Related reading: India seeks explanation on WhatsApp's global snooping scandal
To monitor a user, NSO Group used Pegasus to contracting users' data, which has been licensed "only to vetted and legitimate government agencies," said by NSO Group.
In order to conduct the surveillance, Pegasus operator must convince the user to click on a specially crafted 'exploit link' which allows the operator to penetrate security features on the phone and installs Pegasus without the user's knowledge or permission. Once the phone is exploited and Pegasus installed, it begins contacting the operator's command and control servers, and send back the user's private data, including passwords, contact lists, calendar events, text messages, and live voice calls. The operator can even turn on the phone's camera and microphone to capture activity in the phone's vicinity.
People familiar with this investigation told Reuters on Thursday that senior government officials in many U.S.-allied countries were targeted earlier this year with hacking software that used WhatsApp to take over users' phones.

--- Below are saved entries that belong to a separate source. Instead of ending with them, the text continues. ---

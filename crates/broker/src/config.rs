// SPDX-License-Identifier: BUSL-1.1
// Copyright (c) 2026 Alfred Jean LLC

//! Client configuration contracts
//!
//! These defaults are the delivery contract of the migration store, not
//! tuning knobs: the producer must keep per-partition order under retry
//! (idempotent, acks from all replicas, one in-flight request) and the
//! read side must only ever observe committed records.

use serde::{Deserialize, Serialize};

/// Producer acknowledgement level.
#[derive(Debug, Clone, Copy, PartialEq, Eq, Serialize, Deserialize)]
#[serde(rename_all = "lowercase")]
pub enum Acks {
    One,
    All,
}

/// Payload compression codec.
#[derive(Debug, Clone, Copy, PartialEq, Eq, Serialize, Deserialize)]
#[serde(rename_all = "lowercase")]
pub enum Compression {
    None,
    Snappy,
    Lz4,
    Zstd,
}

/// Consumer isolation level.
#[derive(Debug, Clone, Copy, PartialEq, Eq, Serialize, Deserialize)]
#[serde(rename_all = "snake_case")]
pub enum IsolationLevel {
    ReadUncommitted,
    ReadCommitted,
}

/// Producer contract for the migration store's internal topics.
#[derive(Debug, Clone, PartialEq, Eq, Serialize, Deserialize)]
pub struct ProducerOptions {
    pub client_id: String,
    pub enable_idempotence: bool,
    pub acks: Acks,
    /// Kept at 1 so retries cannot reorder writes within a partition.
    pub max_in_flight: u32,
    pub compression: Compression,
}

impl Default for ProducerOptions {
    fn default() -> Self {
        Self {
            client_id: "strata-producer".to_string(),
            enable_idempotence: true,
            acks: Acks::All,
            max_in_flight: 1,
            compression: Compression::Lz4,
        }
    }
}

/// Consumer contract for the migration store's internal topics.
#[derive(Debug, Clone, PartialEq, Eq, Serialize, Deserialize)]
pub struct ConsumerOptions {
    pub client_id: String,
    pub enable_auto_commit: bool,
    pub allow_auto_create_topics: bool,
    pub isolation: IsolationLevel,
}

impl Default for ConsumerOptions {
    fn default() -> Self {
        Self {
            client_id: "strata-consumer".to_string(),
            enable_auto_commit: false,
            allow_auto_create_topics: false,
            isolation: IsolationLevel::ReadCommitted,
        }
    }
}

#[cfg(test)]
#[path = "config_tests.rs"]
mod tests;
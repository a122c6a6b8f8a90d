//! Error reporting at the CLI boundary

use crate::prelude::*;
use tempfile::tempdir;

#[test]
fn unknown_subcommand_fails() {
    let dir = tempdir().unwrap();
    strata(dir.path()).arg("rollback").assert().failure();
}

#[test]
fn apply_without_config_points_at_init() {
    let dir = tempdir().unwrap();
    let assert = strata(dir.path()).arg("apply").assert().failure();
    let stderr = String::from_utf8(assert.get_output().stderr.clone()).unwrap();
    assert!(stderr.contains("strata init"));
}

#[test]
fn apply_rejects_malformed_file_names() {
    let dir = tempdir().unwrap();
    init_project(dir.path());
    write_migration(dir.path(), "create_orders.yaml", "operation: create\ntopic: orders\n");

    let assert = strata(dir.path()).arg("apply").assert().failure();
    let stderr = String::from_utf8(assert.get_output().stderr.clone()).unwrap();
    assert!(stderr.contains("create_orders.yaml"));
}

#[test]
fn apply_reports_failing_version_and_file() {
    let dir = tempdir().unwrap();
    init_project(dir.path());
    // the embedded cluster has one broker; factor 5 cannot be satisfied
    write_migration(
        dir.path(),
        "v0001_create.yaml",
        "operation: create\ntopic: orders\npartitions: 1\n",
    );
    write_migration(
        dir.path(),
        "v0002_grow.yaml",
        "operation: patch\ntopic: orders\nreplicationFactor: 5\n",
    );

    let assert = strata(dir.path()).arg("apply").assert().failure();
    let stderr = String::from_utf8(assert.get_output().stderr.clone()).unwrap();
    assert!(stderr.contains("v0002"));
    assert!(stderr.contains("replication factor"));
}
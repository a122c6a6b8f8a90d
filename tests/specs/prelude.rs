//! Test helpers for behavioral specifications.

#![allow(clippy::unwrap_used, clippy::expect_used, clippy::panic, dead_code)]

use assert_cmd::Command;
use std::path::Path;

/// A `strata` invocation rooted in the given project directory.
pub fn strata(project: &Path) -> Command {
    let mut cmd = Command::cargo_bin("strata").unwrap();
    cmd.current_dir(project);
    cmd
}

/// Write one migration file into `<project>/migrations/`.
pub fn write_migration(project: &Path, name: &str, content: &str) {
    let dir = project.join("migrations");
    std::fs::create_dir_all(&dir).unwrap();
    std::fs::write(dir.join(name), content).unwrap();
}

/// A ready-to-use project: config written, migrations dir present.
pub fn init_project(project: &Path) {
    strata(project).arg("init").assert().success();
}
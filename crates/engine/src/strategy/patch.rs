// SPDX-License-Identifier: BUSL-1.1
// Copyright (c) 2026 Alfred Jean LLC

//! Patch strategy
//!
//! Applies up to three independent sub-operations, each driven by which
//! declaration fields are set: partition growth, replication factor
//! change via replica reassignment, and config patching. Partition
//! decreases are not validated here: the admin layer rejects them with
//! its own message.

use super::config_entries;
use crate::error::ExecuteError;
use strata_broker::{Admin, BrokerId, ClusterDescription};
use strata_declaration::MigrationDeclaration;

pub(super) fn execute<A: Admin>(
    declaration: &MigrationDeclaration,
    admin: &A,
) -> Result<(), ExecuteError> {
    let topic = &declaration.resource_name;
    let patch_err = |message: String| ExecuteError::Patch {
        topic: topic.clone(),
        message,
    };

    if let Some(partitions) = declaration.partitions {
        admin
            .create_partitions(topic, partitions)
            .map_err(|e| patch_err(e.to_string()))?;
        tracing::info!(topic = %topic, partitions, "increased partitions");
    }

    if let Some(factor) = declaration.replication_factor {
        change_replication(topic, factor, admin)?;
    }

    if !declaration.config.is_empty() {
        admin
            .alter_topic_config(topic, &config_entries(declaration))
            .map_err(|e| patch_err(e.to_string()))?;
        tracing::info!(topic = %topic, entries = declaration.config.len(), "patched config");
    }

    Ok(())
}

/// Change the replication factor by reassigning every partition's
/// replica list to the new size.
///
/// The broker count check must come first: the reassignment call itself
/// does not distinguish "factor larger than the cluster" from other
/// invalid assignments, and failing before any admin call keeps the
/// patch all-or-nothing.
fn change_replication<A: Admin>(
    topic: &str,
    factor: u16,
    admin: &A,
) -> Result<(), ExecuteError> {
    let patch_err = |message: String| ExecuteError::Patch {
        topic: topic.to_string(),
        message,
    };

    let cluster = admin
        .describe_cluster()
        .map_err(|e| patch_err(e.to_string()))?;
    if factor as usize > cluster.broker_count() {
        return Err(patch_err(format!(
            "replication factor {factor} exceeds broker count {}",
            cluster.broker_count()
        )));
    }

    let description = admin
        .describe_topic(topic)
        .map_err(|e| patch_err(e.to_string()))?
        .ok_or_else(|| patch_err(format!("topic '{topic}' does not exist")))?;

    let assignments: Vec<(i32, Vec<BrokerId>)> = description
        .partitions
        .iter()
        .map(|p| (p.id, resize_replicas(&p.replicas, factor, &cluster)))
        .collect();

    admin
        .alter_partition_assignments(topic, &assignments)
        .map_err(|e| patch_err(e.to_string()))?;
    tracing::info!(topic = %topic, factor, "reassigned replicas");
    Ok(())
}

/// Extend or shrink one replica list to the requested size.
///
/// Shrinking truncates from the tail so the current leader (first
/// replica) survives. Growth appends brokers not yet in the list, in
/// cluster order.
fn resize_replicas(current: &[BrokerId], factor: u16, cluster: &ClusterDescription) -> Vec<BrokerId> {
    let target = factor as usize;
    let mut replicas: Vec<BrokerId> = current.iter().copied().take(target).collect();
    for id in &cluster.broker_ids {
        if replicas.len() >= target {
            break;
        }
        if !replicas.contains(id) {
            replicas.push(*id);
        }
    }
    replicas
}
// SPDX-License-Identifier: BUSL-1.1
// Copyright (c) 2026 Alfred Jean LLC

//! Typed migration declarations
//!
//! One declaration is the in-memory form of one migration file: the
//! operation, the target topic, and the attributes to apply. Parsing
//! validates shape (unknown fields, unknown operations) and bounds
//! (partitions and replication factor are at least 1), and converts
//! human-readable config values to machine form.

use crate::find::{version_of, FindError};
use crate::units::{to_machine, UnitError};
use chrono::Utc;
use indexmap::IndexMap;
use serde::Deserialize;
use std::path::{Path, PathBuf};
use strata_core::{
    Attributes, Migration, OperationKind, OriginalFile, ResourceType, Value, Version, TOOL_VERSION,
};
use thiserror::Error;

const CONTENT_TYPE_YAML: &str = "text/yaml";

/// Errors from loading a migration declaration
#[derive(Debug, Error)]
pub enum DeclarationError {
    #[error(transparent)]
    Find(#[from] FindError),
    #[error("{path}: {source}")]
    Parse {
        path: String,
        #[source]
        source: serde_yaml::Error,
    },
    #[error("{path}: {message}")]
    Invalid { path: String, message: String },
    #[error(transparent)]
    Io(#[from] std::io::Error),
}

/// Raw file shape as written by users.
#[derive(Debug, Deserialize)]
#[serde(deny_unknown_fields)]
struct RawDeclaration {
    operation: OperationKind,
    #[serde(default)]
    notes: Option<String>,
    topic: String,
    #[serde(default)]
    partitions: Option<u32>,
    #[serde(default, rename = "replicationFactor")]
    replication_factor: Option<u16>,
    #[serde(default)]
    config: IndexMap<String, serde_yaml::Value>,
}

/// One parsed, validated migration file.
#[derive(Debug, Clone, PartialEq)]
pub struct MigrationDeclaration {
    pub version: Version,
    pub operation: OperationKind,
    pub notes: Option<String>,
    pub resource_name: String,
    pub partitions: Option<u32>,
    pub replication_factor: Option<u16>,
    pub config: IndexMap<String, Value>,
    pub source_path: PathBuf,
}

impl MigrationDeclaration {
    /// Load and validate one migration file.
    pub fn load(path: &Path) -> Result<Self, DeclarationError> {
        let version = version_of(path).ok_or_else(|| {
            FindError::InvalidFileName(path.display().to_string())
        })?;

        let bytes = std::fs::read(path)?;
        let raw: RawDeclaration =
            serde_yaml::from_slice(&bytes).map_err(|source| DeclarationError::Parse {
                path: path.display().to_string(),
                source,
            })?;

        let invalid = |message: String| DeclarationError::Invalid {
            path: path.display().to_string(),
            message,
        };

        if raw.topic.trim().is_empty() {
            return Err(invalid("topic must not be empty".to_string()));
        }
        if raw.partitions == Some(0) {
            return Err(invalid("partitions must be at least 1".to_string()));
        }
        if raw.replication_factor == Some(0) {
            return Err(invalid("replicationFactor must be at least 1".to_string()));
        }

        let mut config = IndexMap::with_capacity(raw.config.len());
        for (key, value) in raw.config {
            let converted = convert_config_value(&value)
                .map_err(|e| invalid(format!("config entry '{key}': {e}")))?;
            config.insert(key, converted);
        }

        Ok(Self {
            version,
            operation: raw.operation,
            notes: raw.notes,
            resource_name: raw.topic,
            partitions: raw.partitions,
            replication_factor: raw.replication_factor,
            config,
            source_path: path.to_path_buf(),
        })
    }

    /// Build the applied-migration record for this declaration.
    ///
    /// Re-reads the source file so the embedded original is the bytes as
    /// applied.
    pub fn to_migration(&self) -> Result<Migration, DeclarationError> {
        let bytes = std::fs::read(&self.source_path)?;

        let mut attributes = Attributes::new();
        if let Some(partitions) = self.partitions {
            attributes.insert("partitions".to_string(), partitions.to_string().into());
        }
        if let Some(factor) = self.replication_factor {
            attributes.insert("replicationFactor".to_string(), factor.to_string().into());
        }
        if !self.config.is_empty() {
            let mut config = serde_json::Map::with_capacity(self.config.len());
            for (key, value) in &self.config {
                config.insert(key.clone(), value.machine().clone());
            }
            attributes.insert("config".to_string(), serde_json::Value::Object(config));
        }

        Ok(Migration {
            version: self.version,
            operation: self.operation,
            notes: self.notes.clone(),
            resource_type: ResourceType::Topic,
            resource_name: self.resource_name.clone(),
            timestamp: Utc::now(),
            attributes,
            original: OriginalFile::from_bytes(
                self.source_path.display().to_string(),
                CONTENT_TYPE_YAML,
                &bytes,
            ),
            tool_version: TOOL_VERSION.to_string(),
        })
    }
}

/// Convert one yaml config value to its machine form.
fn convert_config_value(value: &serde_yaml::Value) -> Result<Value, ConvertError> {
    match value {
        serde_yaml::Value::String(s) => match to_machine(s)? {
            Some(machine) => Ok(Value::converted(s.clone(), machine)),
            None => Ok(Value::plain(s.clone())),
        },
        serde_yaml::Value::Number(n) => {
            if let Some(i) = n.as_i64() {
                Ok(Value::plain(i))
            } else if let Some(f) = n.as_f64() {
                Ok(Value::plain(f))
            } else {
                Err(ConvertError::NotScalar)
            }
        }
        serde_yaml::Value::Bool(b) => Ok(Value::plain(*b)),
        _ => Err(ConvertError::NotScalar),
    }
}

#[derive(Debug, Error)]
enum ConvertError {
    #[error(transparent)]
    Unit(#[from] UnitError),
    #[error("value must be a scalar")]
    NotScalar,
}

#[cfg(test)]
#[path = "declaration_tests.rs"]
mod tests;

In September 2018, Canada-based cyber security group Citizen Lab said: "We found suspected NSO Pegasus infections associated with 33 of the 36 Pegasus operators we identified in 45 countries" including India. The 2018 report goes on to point to an India link active from June 2017 to September 2018. "We identified five operators that we believe are focusing on Asia. One operator, Ganges, used a politically themed domain."
NSO has denied the allegations "in the strongest possible terms," saying it would fight them "vigorously."
WhatsApp is used by 1.5 billion people monthly and has often touted a high level of security, including end-to-end encrypted messages that cannot be deciphered by WhatsApp or other third parties.